A escalada de violência na época foi analisada num texto extremamente interessante intitulado «Como e Porque É Que os Quadros Espancavam o Povo», escrito por uma das equipas de investigação enviadas para as regiões rurais de Hunan. Os autores do relatório não só passaram tempo a recolher provas incriminatórias contra quadros culpados de abuso de poder, como também os entrevistaram numa rara tentativa de perceber o que tinha corrido mal. E descobriram o princípio da recompensa: os quadros espancavam camponeses para serem elogiados pelos seus superiores. Por muito caótica que a situação fosse no terreno, a violência seguia sempre um fio condutor, nomeadamente do topo para baixo. Zhao Zhangsheng foi um exemplo. Zhao era um membro do partido com um cargo pouco importante e começou por recusar-se a bater nas pessoas suspeitas de serem «de direita» nas expurgações que se seguiram à sessão plenária de Lushan em 1959. Foi repreendido pelos seus superiores e correu o risco de ser denunciado como «conservador de direita», mas continuou a expressar relutância em usar violência contra os inimigos do partido. Pela sua atitude, foi multado em cinco iuanes como aviso. Depois, por fim sucumbiu à pressão e respondeu com intensidade, chicoteando uma criança pequena até ela ficar coberta de sangue (83).





A pressão dos pares arrastava muitas vezes os quadros locais para o mesmo nível, unindo-os todos numa camaradagem partilhada pela violência. Em Leyang, Zhang Donghai, governador do distrito, e os seus acólitos consideravam que a violência era um «dever» intrínseco à «revolução contínua»: «travar uma campanha não é a mesma coisa que fazer bordados, é impossível não espancar pessoas até à morte». Os quadros locais que se recusavam a bater nos preguiçosos eram sujeitos a sessões de luta, amarrados e espancados. Cerca de 260 foram demitidos dos seus cargos. Trinta foram espancados até à morte (84). No distrito de Hechuan, em Sichuan, dizia-se aos quadros: «Há tantas pessoas a trabalhar, que não faz mal se espancarem algumas até à morte» (85).

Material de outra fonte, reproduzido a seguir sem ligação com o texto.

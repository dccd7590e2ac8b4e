//! PE header parsing over a borrowed byte view
//!
//! Only the pieces identification needs are decoded: the section table and
//! the optional header's data directories. Every read is bounds-checked, so a
//! truncated or hostile file yields [`Error::MalformedImage`] instead of a
//! panic.

use tracing::debug;

use super::bytes::{read_u16, read_u32};
use super::section::{
    SECTION_HEADER_SIZE, SectionDescriptor, find_section_by_name, translate_virtual_address,
};
use crate::error::{Error, Result};

pub const IMAGE_DIRECTORY_ENTRY_RESOURCE: usize = 2;
pub const IMAGE_DIRECTORY_ENTRY_DEBUG: usize = 6;

const DOS_MAGIC: &[u8; 2] = b"MZ";
const PE_SIGNATURE: &[u8; 4] = b"PE\0\0";
const E_LFANEW_OFFSET: usize = 0x3C;
const FILE_HEADER_SIZE: usize = 20;

const OPTIONAL_MAGIC_PE32: u16 = 0x10B;
const OPTIONAL_MAGIC_PE32_PLUS: u16 = 0x20B;

/// `IMAGE_DATA_DIRECTORY`
#[derive(Debug, Clone, Copy, PartialEq, Eq, Default)]
pub struct DataDirectory {
    pub virtual_address: u32,
    pub size: u32,
}

/// Parsed view of a PE file's headers.
///
/// Borrows the raw file bytes; nothing is copied except the small section and
/// directory tables.
#[derive(Debug)]
pub struct PeImage<'a> {
    data: &'a [u8],
    sections: Vec<SectionDescriptor>,
    data_directories: Vec<DataDirectory>,
}

impl<'a> PeImage<'a> {
    pub fn parse(data: &'a [u8]) -> Result<Self> {
        if data.get(..2) != Some(DOS_MAGIC.as_slice()) {
            return Err(malformed("missing MZ signature"));
        }

        let nt_offset = read_u32(data, E_LFANEW_OFFSET)
            .ok_or_else(|| malformed("truncated DOS header"))? as usize;
        if data.get(nt_offset..nt_offset.saturating_add(4)) != Some(PE_SIGNATURE.as_slice()) {
            return Err(malformed("missing PE signature"));
        }

        let file_header = nt_offset + 4;
        let section_count = read_u16(data, file_header + 2)
            .ok_or_else(|| malformed("truncated file header"))?;
        let optional_size = read_u16(data, file_header + 16)
            .ok_or_else(|| malformed("truncated file header"))? as usize;

        let optional_header = file_header + FILE_HEADER_SIZE;
        let data_directories = Self::parse_data_directories(data, optional_header, optional_size)?;

        let table_start = optional_header + optional_size;
        let mut sections = Vec::with_capacity(section_count as usize);
        for index in 0..section_count as usize {
            let start = table_start + index * SECTION_HEADER_SIZE;
            let section = data
                .get(start..start + SECTION_HEADER_SIZE)
                .and_then(SectionDescriptor::parse)
                .ok_or_else(|| malformed("section table extends past end of file"))?;

            if section.size_of_raw_data > 0 && section.raw_end() > data.len() as u64 {
                return Err(malformed(&format!(
                    "section {} raw data [{:#x}, {:#x}) lies outside the {:#x}-byte image",
                    section.name_str(),
                    section.pointer_to_raw_data,
                    section.raw_end(),
                    data.len()
                )));
            }
            sections.push(section);
        }

        debug!(
            "Parsed PE image: {} sections, {} data directories",
            sections.len(),
            data_directories.len()
        );

        Ok(Self {
            data,
            sections,
            data_directories,
        })
    }

    fn parse_data_directories(
        data: &[u8],
        optional_header: usize,
        optional_size: usize,
    ) -> Result<Vec<DataDirectory>> {
        let magic =
            read_u16(data, optional_header).ok_or_else(|| malformed("truncated optional header"))?;
        let (count_offset, directories_offset) = match magic {
            OPTIONAL_MAGIC_PE32 => (92, 96),
            OPTIONAL_MAGIC_PE32_PLUS => (108, 112),
            other => {
                return Err(malformed(&format!(
                    "unknown optional header magic {:#06x}",
                    other
                )));
            }
        };
        if optional_size < directories_offset {
            return Err(malformed("optional header too small for data directories"));
        }

        let declared = read_u32(data, optional_header + count_offset)
            .ok_or_else(|| malformed("truncated optional header"))? as usize;
        // Never trust the declared count beyond what the header size allows
        let fits = (optional_size - directories_offset) / 8;
        let count = declared.min(fits);

        (0..count)
            .map(|index| {
                let entry = optional_header + directories_offset + index * 8;
                match (read_u32(data, entry), read_u32(data, entry + 4)) {
                    (Some(virtual_address), Some(size)) => Ok(DataDirectory {
                        virtual_address,
                        size,
                    }),
                    _ => Err(malformed("data directory table extends past end of file")),
                }
            })
            .collect()
    }

    /// The whole mapped file
    pub fn data(&self) -> &'a [u8] {
        self.data
    }

    /// Address of the first byte of the view in this process
    pub fn base_address(&self) -> usize {
        self.data.as_ptr() as usize
    }

    pub fn len(&self) -> usize {
        self.data.len()
    }

    pub fn is_empty(&self) -> bool {
        self.data.is_empty()
    }

    pub fn sections(&self) -> &[SectionDescriptor] {
        &self.sections
    }

    pub fn find_section(&self, name: &str) -> Option<&SectionDescriptor> {
        find_section_by_name(&self.sections, name)
    }

    pub fn has_section(&self, name: &str) -> bool {
        self.find_section(name).is_some()
    }

    pub fn translate_rva(&self, rva: u32) -> Option<usize> {
        translate_virtual_address(&self.sections, rva)
    }

    pub fn data_directory(&self, index: usize) -> Option<DataDirectory> {
        self.data_directories.get(index).copied()
    }

    /// Raw bytes of a section (empty for sections without file data)
    pub fn section_data(&self, section: &SectionDescriptor) -> &'a [u8] {
        let start = section.pointer_to_raw_data as usize;
        let end = start + section.size_of_raw_data as usize;
        self.data.get(start..end).unwrap_or(&[])
    }

    /// `len` bytes at a file offset, if they lie inside the image
    pub fn bytes_at(&self, offset: usize, len: usize) -> Option<&'a [u8]> {
        self.data.get(offset..offset.checked_add(len)?)
    }

    /// Everything from a file offset to the end of the image
    pub fn tail_from(&self, offset: usize) -> Option<&'a [u8]> {
        self.data.get(offset..)
    }
}

fn malformed(message: &str) -> Error {
    Error::MalformedImage(message.to_string())
}
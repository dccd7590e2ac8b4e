//! Access to executable memory
//!
//! [`CodeMemory`] is the seam between the patch bookkeeping in
//! [`PatchWriter`](super::PatchWriter) and the platform calls that actually
//! touch page protections. Tests plug in an in-memory implementation.

use crate::error::{Error, Result};

pub trait CodeMemory {
    /// Read `len` bytes starting at `address`.
    fn read(&self, address: usize, len: usize) -> Result<Vec<u8>>;

    /// Make `[address, address + len)` writable and executable, returning the
    /// previous protection so it can be handed back to [`Self::reprotect`].
    fn unprotect(&mut self, address: usize, len: usize) -> Result<u32>;

    fn reprotect(&mut self, address: usize, len: usize, previous: u32) -> Result<()>;

    /// Copy `bytes` to `address`. The range must have been unprotected.
    fn copy_in(&mut self, address: usize, bytes: &[u8]) -> Result<()>;

    fn flush_instruction_cache(&mut self, address: usize, len: usize) -> Result<()>;
}

/// Code pages of the current process
#[derive(Debug)]
pub struct ProcessMemory {
    _private: (),
}

impl ProcessMemory {
    /// # Safety
    ///
    /// Every address later handed to this value must lie in a mapped region
    /// of the current process, and no other thread may be executing the bytes
    /// being replaced while a write is in progress.
    pub unsafe fn new() -> Self {
        Self { _private: () }
    }
}

fn patch_failed(address: usize, message: impl Into<String>) -> Error {
    Error::PatchFailed {
        address,
        message: message.into(),
    }
}

#[cfg(target_os = "windows")]
mod platform {
    use std::ffi::c_void;

    use windows::Win32::System::Diagnostics::Debug::FlushInstructionCache;
    use windows::Win32::System::Memory::{
        PAGE_EXECUTE_READWRITE, PAGE_PROTECTION_FLAGS, VirtualProtect,
    };
    use windows::Win32::System::Threading::GetCurrentProcess;

    use super::{CodeMemory, ProcessMemory, patch_failed};
    use crate::error::Result;

    impl CodeMemory for ProcessMemory {
        fn read(&self, address: usize, len: usize) -> Result<Vec<u8>> {
            // SAFETY: the caller of `ProcessMemory::new` guarantees the range is mapped
            let bytes = unsafe { std::slice::from_raw_parts(address as *const u8, len) };
            Ok(bytes.to_vec())
        }

        fn unprotect(&mut self, address: usize, len: usize) -> Result<u32> {
            let mut previous = PAGE_PROTECTION_FLAGS(0);
            // SAFETY: VirtualProtect validates the range itself and fails on unmapped pages
            unsafe {
                VirtualProtect(
                    address as *const c_void,
                    len,
                    PAGE_EXECUTE_READWRITE,
                    &mut previous,
                )
            }
            .map_err(|e| patch_failed(address, format!("VirtualProtect failed: {}", e)))?;
            Ok(previous.0)
        }

        fn reprotect(&mut self, address: usize, len: usize, previous: u32) -> Result<()> {
            let mut replaced = PAGE_PROTECTION_FLAGS(0);
            // SAFETY: as above
            unsafe {
                VirtualProtect(
                    address as *const c_void,
                    len,
                    PAGE_PROTECTION_FLAGS(previous),
                    &mut replaced,
                )
            }
            .map_err(|e| patch_failed(address, format!("VirtualProtect restore failed: {}", e)))
        }

        fn copy_in(&mut self, address: usize, bytes: &[u8]) -> Result<()> {
            // SAFETY: the range is mapped and was made writable by `unprotect`
            unsafe {
                std::ptr::copy_nonoverlapping(bytes.as_ptr(), address as *mut u8, bytes.len());
            }
            Ok(())
        }

        fn flush_instruction_cache(&mut self, address: usize, len: usize) -> Result<()> {
            // SAFETY: flushing has no memory-safety preconditions beyond a valid process handle
            unsafe {
                FlushInstructionCache(GetCurrentProcess(), Some(address as *const c_void), len)
            }
            .map_err(|e| patch_failed(address, format!("FlushInstructionCache failed: {}", e)))
        }
    }
}

#[cfg(not(target_os = "windows"))]
impl CodeMemory for ProcessMemory {
    fn read(&self, address: usize, _len: usize) -> Result<Vec<u8>> {
        Err(unsupported(address))
    }

    fn unprotect(&mut self, address: usize, _len: usize) -> Result<u32> {
        Err(unsupported(address))
    }

    fn reprotect(&mut self, address: usize, _len: usize, _previous: u32) -> Result<()> {
        Err(unsupported(address))
    }

    fn copy_in(&mut self, address: usize, _bytes: &[u8]) -> Result<()> {
        Err(unsupported(address))
    }

    fn flush_instruction_cache(&mut self, address: usize, _len: usize) -> Result<()> {
        Err(unsupported(address))
    }
}

#[cfg(not(target_os = "windows"))]
fn unsupported(address: usize) -> Error {
    patch_failed(address, "live code patching is only supported on Windows")
}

Algumas das entrevistas realizadas por inspectores do partido em 1961 confrontaram os perpetuadores de violência com as suas vítimas, Shao Ke'nan era um jovem natural de Hunan que foi espancado pela primeira vez no Verão de 1958, no auge do frenesim de colectivização. Obrigado a trabalhar 12 horas por dia, a meio do Inverno, num projecto de irrigação nas montanhas de Huaguo, Shao foi novamente coberto de sangue. Um dos seus torturadores era um quadro chamado Yi Shaohua. Shao conhecia Yi desde a infância e recordou que o homem nunca tinha sido violento antes do Grande Salto em Frente. Com o desenrolar de novas campanhas políticas, Yi mudou, espancando e humilhando por capricho. Esmurrava com força, deixando as suas vítimas com nódoas negras, pisadas e a sangrar (86). Por sua vez, quando perguntaram a Yi Shaohua porque é que era tão violento, ele explicou que a pressão tinha vindo do seu superior. Yi tinha receio de ser considerado de direita. O seu chefe disse-lhe: «Se não lhes bateres, o trabalho não parece feito». A pressão tinha de ser transmitida ao longo da cadeia de comando: «as pessoas acima de nós apertam-nos e nós apertamos as pessoas que estão abaixo de nós» (87). Dito de outra forma, os próprios membros do partido eram aterrorizados e, por sua vez, aterrorizavam a população sob o seu controlo.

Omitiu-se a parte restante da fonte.